To one side of the clearing on the remote border, Sudanese government soldiers bristled with weapons and kept a lookout. To the other, there was little but an impenetrable wall of Congolese bush. In between gathered an eclectic mix of Sudanese mediators, Ugandan government ministers, journalists, rock-and-roll activists and tribal chiefs, all hoping to witness what should have been the end of one of Africa's longest and least understood wars.
The date was April 10 the long-anticipated signing of peace by Joseph Kony, a mysterious rebel leader who was once a Catholic altar boy but, for the last 20 years, has led the Lord's Resistance Army rebels out of hideouts in Congo and Sudan to terrorize northern Uganda. The sense of expectation was tangible as some rebels, dressed in gumboots, tattered combat trousers and dirty T-shirts or soccer strips, emerged, a handful at a time. Were these the advance party? Where would Kony come from? Would he even sign, we all asked ourselves as the officials took their places at the table for the ceremony.
In the lead-up to the day, there had been talk of a parade by the rebels, who are proven bush fighters but renowned much more for massacres and mutilation than their army drill. Some, like Sals, a 24 year-old who said he joined the LRA in 1995, stayed long enough for a chat. "There are many bad things this government has done that is why we are fighting them," he said, holding his AK-47 close to his chest. "But we are talking now," he added with a smile. "I will go back to Uganda when this war is finished. I will join the army I will continue to defend my country." Then, the rebel in charge, identified not by his uniform a Hawaiian shirt but by the satellite phone dangling around his neck, ushered him away and he melted back into the bush.
Then, on April 10, as we waited, rebel negotiators appeared, sparking renewed excitement, only to report a hitch. Kony wanted clarification on what form of justice he would have to face should he sign the deal. To most of the people waiting for Kony, the delay of a day didn't seem like such a bad thing after over two decades of war, during which tens of thousands had been killed and some two million displaced. But, retreating to a bush camp where, thanks to a team of professional caterers airlifted in by the United Nations, we feasted on hot meals and drank South African merlot and ice cold Heineken beer it emerged that all was not well.
Justice has been a central issue to the peace talks. While still hunting the rebels with his army, Uganda's President Yoweri Museveni asked the International Criminal Court to investigate the LRA for war crimes. It did so and has charged Kony and several of his commanders. Since the talks began in 2006, the rebels have, in turn, said they wouldn't sign until the ICC charges were dropped. Much to the ire of human rights activists, alternatives to the ICC's justice were agreed upon everything from procedures in Ugandan courts to traditional reconciliation rituals. But, as the delay proved, all of that was not sufficient for Kony.
It was quickly revealed that the LRA's top negotiator was sacked amid reports he had stolen tens of thousands of dollars and failed to deliver a letter from the Ugandan President to Kony guaranteeing his safety. And then, despite days of waiting, no one could contact the rebel leader, who was already elusive but has become even more so since he executed his deputy late last year. Reports of further clashes and summary executions within the ranks trickled back into the camp from elders who were dispatched to find out what was going on.

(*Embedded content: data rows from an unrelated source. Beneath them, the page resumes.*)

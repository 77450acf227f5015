//! Worker registry with heartbeat tracking and a dead-worker sweeper.

use std::collections::HashMap;
use std::sync::Arc;
use std::time::{Duration, Instant};

use parking_lot::Mutex;
use tokio::sync::Notify;
use tokio::task::JoinHandle;
use tracing::{debug, info, warn};

use super::selector::{LeastLoadSelector, RoundRobinSelector, WorkerSelector};
use super::WorkerInfo;

/// Sweeper sleep slice; keeps shutdown latency bounded.
const SWEEP_SLICE: Duration = Duration::from_millis(200);

struct SweeperState {
    handle: Option<JoinHandle<()>>,
}

/// Map of worker id to [`WorkerInfo`] behind one mutex, plus the selection
/// strategy and the background sweeper.
pub struct WorkerRegistry {
    workers: Mutex<HashMap<String, WorkerInfo>>,
    selector: Box<dyn WorkerSelector>,
    wake: Notify,
    stopping: std::sync::atomic::AtomicBool,
    sweeper: Mutex<SweeperState>,
}

impl WorkerRegistry {
    /// `strategy` is `least-load` or `rr`; unknown values fall back to
    /// least-load with a warning.
    pub fn new(strategy: &str) -> Self {
        let normalized = strategy.trim().to_ascii_lowercase();
        let selector: Box<dyn WorkerSelector> = match normalized.as_str() {
            "rr" | "round-robin" | "round_robin" => Box::new(RoundRobinSelector::new()),
            "least-load" | "least_load" | "" => Box::new(LeastLoadSelector),
            other => {
                warn!(strategy = other, "unknown worker select strategy, falling back to least-load");
                Box::new(LeastLoadSelector)
            }
        };
        info!(strategy = selector.name(), "worker selector configured");
        Self {
            workers: Mutex::new(HashMap::new()),
            selector,
            wake: Notify::new(),
            stopping: std::sync::atomic::AtomicBool::new(false),
            sweeper: Mutex::new(SweeperState { handle: None }),
        }
    }

    /// Insert or replace a worker. Registration counts as a heartbeat.
    pub fn upsert(&self, mut info: WorkerInfo) {
        info.last_heartbeat = Instant::now();
        self.workers.lock().insert(info.id.clone(), info);
        self.wake.notify_waiters();
    }

    pub fn remove(&self, id: &str) {
        self.workers.lock().remove(id);
    }

    pub fn list(&self) -> Vec<WorkerInfo> {
        self.workers.lock().values().cloned().collect()
    }

    /// Refresh a worker's heartbeat and load. Returns false when the
    /// worker is unknown (the caller should re-register).
    pub fn touch_heartbeat(&self, id: &str, running_tasks: u32) -> bool {
        let mut workers = self.workers.lock();
        match workers.get_mut(id) {
            Some(w) => {
                w.last_heartbeat = Instant::now();
                w.running_tasks = running_tasks;
                true
            }
            None => false,
        }
    }

    pub fn pick_for_queue(&self, queue: &str, exclude_id: Option<&str>) -> Option<WorkerInfo> {
        let workers = self.workers.lock();
        self.selector.pick(&workers, queue, exclude_id)
    }

    pub fn mark_dispatch_failure(&self, id: &str, cooldown: Duration) {
        let mut workers = self.workers.lock();
        if let Some(w) = workers.get_mut(id) {
            w.dispatch_cooldown_until = Some(Instant::now() + cooldown);
        }
    }

    /// Remove workers that have been dead for longer than `prune_after`.
    pub fn prune_dead(&self, prune_after: Duration) {
        let mut workers = self.workers.lock();
        workers.retain(|id, w| {
            if w.is_alive() {
                return true;
            }
            let dead_for = w.last_heartbeat.elapsed();
            if dead_for > prune_after {
                debug!(worker = %id, dead_for_ms = dead_for.as_millis() as u64, "removing dead worker");
                false
            } else {
                true
            }
        });
    }

    /// Start the background sweeper loop. Idles on the wake signal while
    /// the worker set is empty.
    pub fn start_sweeper(self: &Arc<Self>, sweep_interval: Duration, prune_after: Duration) {
        let mut state = self.sweeper.lock();
        if state.handle.is_some() {
            return;
        }
        let registry = Arc::clone(self);
        state.handle = Some(tokio::spawn(async move {
            loop {
                if registry.stopping.load(std::sync::atomic::Ordering::Acquire) {
                    break;
                }
                if registry.workers.lock().is_empty() {
                    let notified = registry.wake.notified();
                    if registry.workers.lock().is_empty()
                        && !registry.stopping.load(std::sync::atomic::Ordering::Acquire)
                    {
                        notified.await;
                    }
                    continue;
                }

                registry.prune_dead(prune_after);

                let mut slept = Duration::ZERO;
                while slept < sweep_interval {
                    if registry.stopping.load(std::sync::atomic::Ordering::Acquire) {
                        return;
                    }
                    let step = (sweep_interval - slept).min(SWEEP_SLICE);
                    tokio::time::sleep(step).await;
                    slept += step;
                }
            }
        }));
    }

    pub async fn stop_sweeper(&self) {
        self.stopping.store(true, std::sync::atomic::Ordering::Release);
        self.wake.notify_waiters();
        let handle = self.sweeper.lock().handle.take();
        if let Some(h) = handle {
            let _ = h.await;
        }
    }
}

#[cfg(test)]
mod tests {
    use super::*;

    #[test]
    fn upsert_counts_as_heartbeat_and_touch_updates_load() {
        let reg = WorkerRegistry::new("least-load");
        let mut w = WorkerInfo::new("w1", "127.0.0.1", 9001);
        w.max_running_tasks = 4;
        reg.upsert(w);

        assert!(reg.touch_heartbeat("w1", 3));
        assert_eq!(reg.list()[0].running_tasks, 3);
        assert!(!reg.touch_heartbeat("ghost", 0));
    }

    #[test]
    fn cooldown_set_by_dispatch_failure() {
        let reg = WorkerRegistry::new("least-load");
        reg.upsert(WorkerInfo::new("w1", "h", 1));
        reg.mark_dispatch_failure("w1", Duration::from_secs(30));
        assert!(reg.list()[0].is_cooling_down());
    }

    #[test]
    fn prune_only_removes_long_dead_workers() {
        let reg = WorkerRegistry::new("least-load");
        let mut dead = WorkerInfo::new("dead", "h", 1);
        dead.last_heartbeat = Instant::now() - Duration::from_secs(120);
        reg.workers.lock().insert(dead.id.clone(), dead);

        let mut fresh_dead = WorkerInfo::new("fresh", "h", 1);
        fresh_dead.last_heartbeat = Instant::now() - Duration::from_secs(15);
        reg.workers.lock().insert(fresh_dead.id.clone(), fresh_dead);

        reg.prune_dead(Duration::from_secs(60));
        let ids: Vec<String> = reg.list().into_iter().map(|w| w.id).collect();
        assert_eq!(ids, vec!["fresh".to_string()]);
    }

    #[tokio::test]
    async fn sweeper_stops_promptly() {
        let reg = Arc::new(WorkerRegistry::new("least-load"));
        reg.start_sweeper(Duration::from_secs(5), Duration::from_secs(60));
        tokio::time::timeout(Duration::from_secs(2), reg.stop_sweeper()).await.unwrap();
    }
}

For many, the process has descended into farce. For those clinging on to the process, Kony's next chance to come out of the bush is on May 10, when Ugandan elders will return to Southern Sudan to supposedly discuss questions of justice. No one has any idea if he will turn up, and patience, too, is wearing thin, especially among those in the international community, which has paid over $10 million for the process. They complain that for some of the negotiators the process has become more about money and political positioning than resolving the problems of northern Uganda, long marginalized and battered by the war.
Despite food and medication given to the fighters to stop them from preying on civilians, the rebels are roaming around the lawless wilds of the Democratic Republic of Congo, Sudan and Central African Republic. The most recent reports indicate that the LRA kidnapped some 350 more civilians and had been in training during the failed signing attempt. "The governments of Sudan, the CAR and the DRC with the assistance of the U.N. must join forces to secure the safety and release of those kidnapped immediately and bring those responsible to justice," urged pressure group Amnesty International on April 22.
U.N. officials say their blue helmets are ready to take the fight to the LRA. On the day Uganda's President was meant to sign his side of the peace deal in Sudan, Museveni put on a show of force and implied he was ready to help the Sudanese stop the LRA attacks. Regional diplomats say they are pushing for more cooperation against the LRA. But that is all likely to be bluster. "We are not talking with the group because they have political legitimacy but because they can't be beaten militarily," said one exasperated follower of the peace talks. He makes one grim prediction. "They are in the black hole of Africa if left alone, they could grow into a regional mercenary force." Their cycles of atrocities are likely to continue and they may have to be taken on militarily. But, for now, in one of the most lawless corners of the continent, there is no one willing or able to do it.